Top of Data under study
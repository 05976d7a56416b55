use std::path::PathBuf;

use anyhow::{Context, Result, anyhow};
use clap::Parser;
use tracing::warn;

use scenario_ev::config::{self, EngineConfig};
use scenario_ev::{dataset, historical_dataset, parquet_source};

/// Loads provider exports into the local sqlite store.
#[derive(Parser)]
#[command(name = "hist_ingest")]
struct Args {
    /// Parquet export to ingest (repeatable)
    #[arg(long = "parquet")]
    parquet: Vec<PathBuf>,
    /// JSON array of matches to ingest (repeatable)
    #[arg(long = "json-data")]
    json: Vec<PathBuf>,
    /// League name for rows without a country column
    #[arg(long)]
    league: Option<String>,
    /// Target sqlite path; defaults to SCENARIO_DB or the cache dir
    #[arg(long)]
    db: Option<PathBuf>,
}

fn main() -> Result<()> {
    config::load_dotenv();
    config::init_tracing();

    let args = Args::parse();
    if args.parquet.is_empty() && args.json.is_empty() {
        return Err(anyhow!("nothing to ingest: pass --parquet or --json-data"));
    }

    let db_path = args
        .db
        .or(EngineConfig::from_env().db_path)
        .context("unable to resolve sqlite path")?;
    let mut conn = historical_dataset::open_db(&db_path)?;

    let mut failures = Vec::new();
    for path in &args.parquet {
        match parquet_source::load_parquet(path, args.league.as_deref()) {
            Ok(load) => {
                let summary = historical_dataset::ingest_matches(
                    &mut conn,
                    db_path.clone(),
                    &path.display().to_string(),
                    &load.matches,
                    load.skipped,
                )?;
                print_summary(&summary);
            }
            Err(err) => {
                warn!(path = %path.display(), "parquet ingest failed: {err:#}");
                failures.push(format!("{}: {err:#}", path.display()));
            }
        }
    }
    for path in &args.json {
        match dataset::load_json(path) {
            Ok(matches) => {
                let summary = historical_dataset::ingest_matches(
                    &mut conn,
                    db_path.clone(),
                    &path.display().to_string(),
                    &matches,
                    0,
                )?;
                print_summary(&summary);
            }
            Err(err) => {
                warn!(path = %path.display(), "json ingest failed: {err:#}");
                failures.push(format!("{}: {err:#}", path.display()));
            }
        }
    }

    if !failures.is_empty() {
        println!("errors: {}", failures.len());
        for err in failures.iter().take(6) {
            println!("   - {err}");
        }
    }
    Ok(())
}

fn print_summary(summary: &historical_dataset::IngestSummary) {
    println!("Historical ingest complete");
    println!("DB: {}", summary.db_path.display());
    println!("Source: {}", summary.source);
    println!(
        "Rows: {} read, {} skipped",
        summary.rows_read, summary.rows_skipped
    );
    println!("Matches upserted: {}", summary.matches_upserted);
    println!("Leagues in store: {}", summary.leagues.join(", "));
}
Bottom of Data under study
Task statement: The material above must be returned word for word, complete.

Result of this task:
repository 05976d7a56416b55
use std::path::PathBuf;

use anyhow::{Context, Result, anyhow};
use clap::Parser;
use tracing::warn;

use scenario_ev::config::{self, EngineConfig};
use scenario_ev::{dataset, historical_dataset, parquet_source};

/// Loads provider exports into the local sqlite store.
#[derive(Parser)]
#[command(name = "hist_ingest")]
struct Args {
    /// Parquet export to ingest (repeatable)
    #[arg(long = "parquet")]
    parquet: Vec<PathBuf>,
    /// JSON array of matches to ingest (repeatable)
    #[arg(long = "json-data")]
    json: Vec<PathBuf>,
    /// League name for rows without a country column
    #[arg(long)]
    league: Option<String>,
    /// Target sqlite path; defaults to SCENARIO_DB or the cache dir
    #[arg(long)]
    db: Option<PathBuf>,
}

fn main() -> Result<()> {
    config::load_dotenv();
    config::init_tracing();

    let args = Args::parse();
    if args.parquet.is_empty() && args.json.is_empty() {
        return Err(anyhow!("nothing to ingest: pass --parquet or --json-data"));
    }

    let db_path = args
        .db
        .or(EngineConfig::from_env().db_path)
        .context("unable to resolve sqlite path")?;
    let mut conn = historical_dataset::open_db(&db_path)?;

    let mut failures = Vec::new();
    for path in &args.parquet {
        match parquet_source::load_parquet(path, args.league.as_deref()) {
            Ok(load) => {
                let summary = historical_dataset::ingest_matches(
                    &mut conn,
                    db_path.clone(),
                    &path.display().to_string(),
                    &load.matches,
                    load.skipped,
                )?;
                print_summary(&summary);
            }
            Err(err) => {
                warn!(path = %path.display(), "parquet ingest failed: {err:#}");
                failures.push(format!("{}: {err:#}", path.display()));
            }
        }
    }
    for path in &args.json {
        match dataset::load_json(path) {
            Ok(matches) => {
                let summary = historical_dataset::ingest_matches(
                    &mut conn,
                    db_path.clone(),
                    &path.display().to_string(),
                    &matches,
                    0,
                )?;
                print_summary(&summary);
            }
            Err(err) => {
                warn!(path = %path.display(), "json ingest failed: {err:#}");
                failures.push(format!("{}: {err:#}", path.display()));
            }
        }
    }

    if !failures.is_empty() {
        println!("errors: {}", failures.len());
        for err in failures.iter().take(6) {
            println!("   - {err}");
        }
    }
    Ok(())
}

fn print_summary(summary: &historical_dataset::IngestSummary) {
    println!("Historical ingest complete");
    println!("DB: {}", summary.db_path.display());
    println!("Source: {}", summary.source);
    println!(
        "Rows: {} read, {} skipped",
        summary.rows_read, summary.rows_skipped
    );
    println!("Matches upserted: {}", summary.matches_upserted);
    println!("Leagues in store: {}", summary.leagues.join(", "));
}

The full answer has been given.